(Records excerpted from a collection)
BEGIN

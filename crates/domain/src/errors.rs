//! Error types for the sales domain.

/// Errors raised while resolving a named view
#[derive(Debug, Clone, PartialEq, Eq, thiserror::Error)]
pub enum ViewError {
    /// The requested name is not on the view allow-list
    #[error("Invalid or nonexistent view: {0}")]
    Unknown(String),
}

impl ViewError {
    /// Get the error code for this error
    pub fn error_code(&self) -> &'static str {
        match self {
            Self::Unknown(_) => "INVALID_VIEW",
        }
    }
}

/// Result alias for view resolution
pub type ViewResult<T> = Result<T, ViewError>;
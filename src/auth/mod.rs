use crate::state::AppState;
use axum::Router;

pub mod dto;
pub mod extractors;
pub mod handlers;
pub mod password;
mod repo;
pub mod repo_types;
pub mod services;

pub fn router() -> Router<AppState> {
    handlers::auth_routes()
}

END
BEGIN

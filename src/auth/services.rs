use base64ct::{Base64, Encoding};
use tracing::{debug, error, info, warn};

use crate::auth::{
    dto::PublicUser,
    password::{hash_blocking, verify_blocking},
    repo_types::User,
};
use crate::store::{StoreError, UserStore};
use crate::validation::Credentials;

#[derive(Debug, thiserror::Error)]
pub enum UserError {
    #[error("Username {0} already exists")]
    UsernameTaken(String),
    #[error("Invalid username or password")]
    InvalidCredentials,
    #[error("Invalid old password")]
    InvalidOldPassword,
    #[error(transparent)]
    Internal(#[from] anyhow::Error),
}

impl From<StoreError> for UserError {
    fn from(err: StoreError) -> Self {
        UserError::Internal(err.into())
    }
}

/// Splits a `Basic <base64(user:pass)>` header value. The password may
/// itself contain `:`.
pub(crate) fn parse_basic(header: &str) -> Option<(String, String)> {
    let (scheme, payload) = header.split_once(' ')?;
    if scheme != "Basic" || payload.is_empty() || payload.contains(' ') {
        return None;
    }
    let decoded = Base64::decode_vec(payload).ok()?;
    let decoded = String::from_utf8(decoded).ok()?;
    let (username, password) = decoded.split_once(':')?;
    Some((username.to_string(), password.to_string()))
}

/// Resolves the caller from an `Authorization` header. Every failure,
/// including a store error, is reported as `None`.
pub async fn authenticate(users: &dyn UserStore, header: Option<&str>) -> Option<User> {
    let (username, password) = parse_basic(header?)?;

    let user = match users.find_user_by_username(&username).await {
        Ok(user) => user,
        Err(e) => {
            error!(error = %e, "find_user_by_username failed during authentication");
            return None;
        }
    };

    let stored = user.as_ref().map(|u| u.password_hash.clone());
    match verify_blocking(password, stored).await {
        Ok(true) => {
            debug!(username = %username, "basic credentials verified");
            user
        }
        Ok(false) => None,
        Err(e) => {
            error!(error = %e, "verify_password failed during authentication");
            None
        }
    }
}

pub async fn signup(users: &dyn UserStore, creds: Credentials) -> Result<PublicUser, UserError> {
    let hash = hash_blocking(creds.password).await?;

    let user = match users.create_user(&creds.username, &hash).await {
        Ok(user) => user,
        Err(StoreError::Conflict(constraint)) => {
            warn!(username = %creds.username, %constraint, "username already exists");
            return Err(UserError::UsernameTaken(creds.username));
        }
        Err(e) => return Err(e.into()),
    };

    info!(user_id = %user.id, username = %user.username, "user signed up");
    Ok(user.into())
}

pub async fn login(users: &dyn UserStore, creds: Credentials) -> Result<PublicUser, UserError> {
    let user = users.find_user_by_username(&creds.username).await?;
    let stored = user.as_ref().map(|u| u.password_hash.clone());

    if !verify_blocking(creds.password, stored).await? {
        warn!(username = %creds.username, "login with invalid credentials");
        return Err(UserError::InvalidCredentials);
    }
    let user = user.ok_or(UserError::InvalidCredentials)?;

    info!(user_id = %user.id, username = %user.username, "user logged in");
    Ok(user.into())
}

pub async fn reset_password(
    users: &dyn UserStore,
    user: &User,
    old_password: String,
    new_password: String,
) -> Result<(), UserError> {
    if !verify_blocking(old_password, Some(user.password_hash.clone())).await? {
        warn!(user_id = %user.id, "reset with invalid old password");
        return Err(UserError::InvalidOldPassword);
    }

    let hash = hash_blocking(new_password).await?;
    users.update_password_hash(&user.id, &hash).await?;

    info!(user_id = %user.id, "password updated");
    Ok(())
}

END

▸ **WHAT THIS TASK INVOLVES**
Across the entries above, work out how many lines include the string "Some", and report only that figure.

▸ **SOLUTION**
2